An alternative to the direct molecular isolation of important haploid-expressed genes is the use of a genetic or mutational approach. Arabidopsis thaliana has many advantages in this regard, and significant progress has been made in studying plant reproduction using this model species (for recent review, see Preuss 1995). Mutations that interfere with the production of male and female gametophytes are common and have been described in more than 100 species. The vast majority of these mutations show a sporophytic requirement and are nuclear recessive, with only very few showing a gametophytic requirement (for recent review, see Grossniklaus and Schneitz 1998). Sporophytic mutants that disrupt pollen and ovule development have been identified in Arabidopsis by screening for reduced fertility.

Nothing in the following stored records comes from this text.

//! Keyword and prompt generation pipelines.
//!
//! Each pipeline builds the instruction, calls one [`CompletionService`] and
//! parses the completion into the final list. Nothing here knows which
//! provider is behind the service.

use crate::ai::{CompletionRequest, CompletionService, Task};
use crate::models::{KeywordRequest, PromptRequest};
use crate::{parser, prompts, Result};
use std::time::Duration;
use tracing::{debug, info};

/// Generates up to `request.count` keywords with a single completion call.
///
/// The result may be shorter than requested when the model under-delivers.
pub async fn generate_keywords(
    service: &dyn CompletionService,
    request: &KeywordRequest,
) -> Result<Vec<String>> {
    request.validate()?;

    let instruction = prompts::keyword_instruction(&request.input, request.count);
    let raw = service
        .complete(&CompletionRequest::new(Task::Keywords, instruction))
        .await?;

    let keywords = parser::parse_lines(&raw, request.count as usize);
    info!(
        "Generated {} of {} requested keywords for '{}'",
        keywords.len(),
        request.count,
        request.input.trim()
    );
    Ok(keywords)
}

/// Generates one prompt per selected keyword, one completion call each.
///
/// Calls run strictly in keyword order with `pacing` between consecutive
/// calls. A keyword whose completion has no usable sentence gets its
/// fallback prompt, so the result always has one entry per selected keyword.
pub async fn generate_prompts(
    service: &dyn CompletionService,
    request: &PromptRequest,
    pacing: Duration,
) -> Result<Vec<String>> {
    request.validate()?;

    let keywords = request.selected_keywords();
    let mut generated = Vec::with_capacity(keywords.len());

    for (i, keyword) in keywords.iter().enumerate() {
        if i > 0 && !pacing.is_zero() {
            tokio::time::sleep(pacing).await;
        }

        debug!("Generating prompt {}/{} for '{}'", i + 1, keywords.len(), keyword);
        let instruction = prompts::prompt_instruction(keyword, request.style);
        let raw = service
            .complete(
                &CompletionRequest::new(Task::Prompt, instruction)
                    .with_system(prompts::PROMPT_SYSTEM.trim()),
            )
            .await?;

        generated.extend(parser::pad_with_fallbacks(
            parser::parse_prompt_lines(&raw, 1),
            std::slice::from_ref(keyword),
            request.style,
        ));
    }

    info!(
        "Generated {} {} prompts",
        generated.len(),
        request.style.as_str()
    );
    Ok(generated)
}

/// Generates all prompts with one combined completion call.
///
/// Relies on the model keeping keyword order; slots it leaves empty are
/// filled with fallbacks.
pub async fn generate_prompts_batch(
    service: &dyn CompletionService,
    request: &PromptRequest,
) -> Result<Vec<String>> {
    request.validate()?;

    let keywords = request.selected_keywords();
    let instruction = prompts::batch_prompt_instruction(keywords, request.style);
    let raw = service
        .complete(
            &CompletionRequest::new(Task::BatchPrompts, instruction)
                .with_system(prompts::PROMPT_SYSTEM.trim()),
        )
        .await?;

    Ok(parser::pad_with_fallbacks(
        parser::parse_prompt_lines(&raw, keywords.len()),
        keywords,
        request.style,
    ))
}
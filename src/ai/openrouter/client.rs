use super::types::{ChatCompletionRequest, ChatCompletionResponse};
use crate::models::Provider;
use crate::{Error, Result};
use reqwest::{Client, RequestBuilder};
use serde::de::DeserializeOwned;
use serde::Serialize;
use std::time::Duration;

pub const DEFAULT_BASE_URL: &str = "https://openrouter.ai";
pub const DEFAULT_TITLE: &str = "Prompt Generator";

pub struct OpenRouterHttpClient {
    client: Client,
    api_key: String,
    base_url: String,
    title: String,
    referer: Option<String>,
    timeout: Duration,
}

impl OpenRouterHttpClient {
    pub fn new(api_key: String, timeout: Duration) -> Self {
        Self::new_with_client(api_key, timeout, Client::new())
    }

    pub fn new_with_client(api_key: String, timeout: Duration, client: Client) -> Self {
        Self {
            client,
            api_key,
            base_url: DEFAULT_BASE_URL.to_string(),
            title: DEFAULT_TITLE.to_string(),
            referer: None,
            timeout,
        }
    }

    pub fn with_base_url(mut self, base_url: String) -> Self {
        self.base_url = base_url.trim_end_matches('/').to_string();
        self
    }

    /// Sets the `X-Title` and `HTTP-Referer` attribution headers.
    pub fn with_attribution(mut self, title: String, referer: Option<String>) -> Self {
        self.title = title;
        self.referer = referer;
        self
    }

    fn authorized(&self, builder: RequestBuilder) -> RequestBuilder {
        let builder = builder
            .timeout(self.timeout)
            .header("Authorization", format!("Bearer {}", self.api_key))
            .header("X-Title", &self.title);
        match &self.referer {
            Some(referer) => builder.header("HTTP-Referer", referer),
            None => builder,
        }
    }

    async fn send<Resp: DeserializeOwned>(&self, builder: RequestBuilder) -> Result<Resp> {
        let response = self.authorized(builder).send().await.map_err(|e| {
            tracing::error!("Failed to send request to OpenRouter: {}", e);
            e
        })?;

        if !response.status().is_success() {
            let status = response.status();
            let error_text = response.text().await?;
            tracing::error!("OpenRouter API error (status {}): {}", status, error_text);
            return Err(Error::Provider {
                provider: Provider::OpenRouter,
                status: status.as_u16(),
                message: error_text,
            });
        }

        let body = response.text().await?;
        serde_json::from_str(&body).map_err(|e| {
            tracing::error!("Failed to parse OpenRouter response: {}\nBody: {}", e, body);
            Error::Serialization(e)
        })
    }

    pub async fn post<Req: Serialize, Resp: DeserializeOwned>(
        &self,
        path: &str,
        request: &Req,
    ) -> Result<Resp> {
        let url = format!("{}{}", self.base_url, path);
        self.send(self.client.post(&url).json(request)).await
    }

    pub async fn get<Resp: DeserializeOwned>(&self, path: &str) -> Result<Resp> {
        let url = format!("{}{}", self.base_url, path);
        self.send(self.client.get(&url)).await
    }

    pub async fn chat_completion(
        &self,
        request: &ChatCompletionRequest,
    ) -> Result<ChatCompletionResponse> {
        tracing::debug!(
            "Sending chat completion request to OpenRouter (model: {})",
            request.model
        );
        self.post("/api/v1/chat/completions", request).await
    }
}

Recessive sporophytically acting mutations disrupting reproduction result in self-sterility when homozygous but are fertile when heterozygous. Gametophytic lethal mutations that are fully penetrant in one sex, but are transmitted at least partially through the other, can only be recovered as heterozygotes. Plants heterozygous for a female gametophyte lethal mutation are semisterile because half of the ovules carry defective megagametophytes and do not develop into seeds. In contrast, although plants heterozygous for a male gametophyte lethal mutation produce 50% nonfunctional pollen, they are fully self-fertile due to a large excess of wild-type pollen relative to the number of ovules available for fertilization.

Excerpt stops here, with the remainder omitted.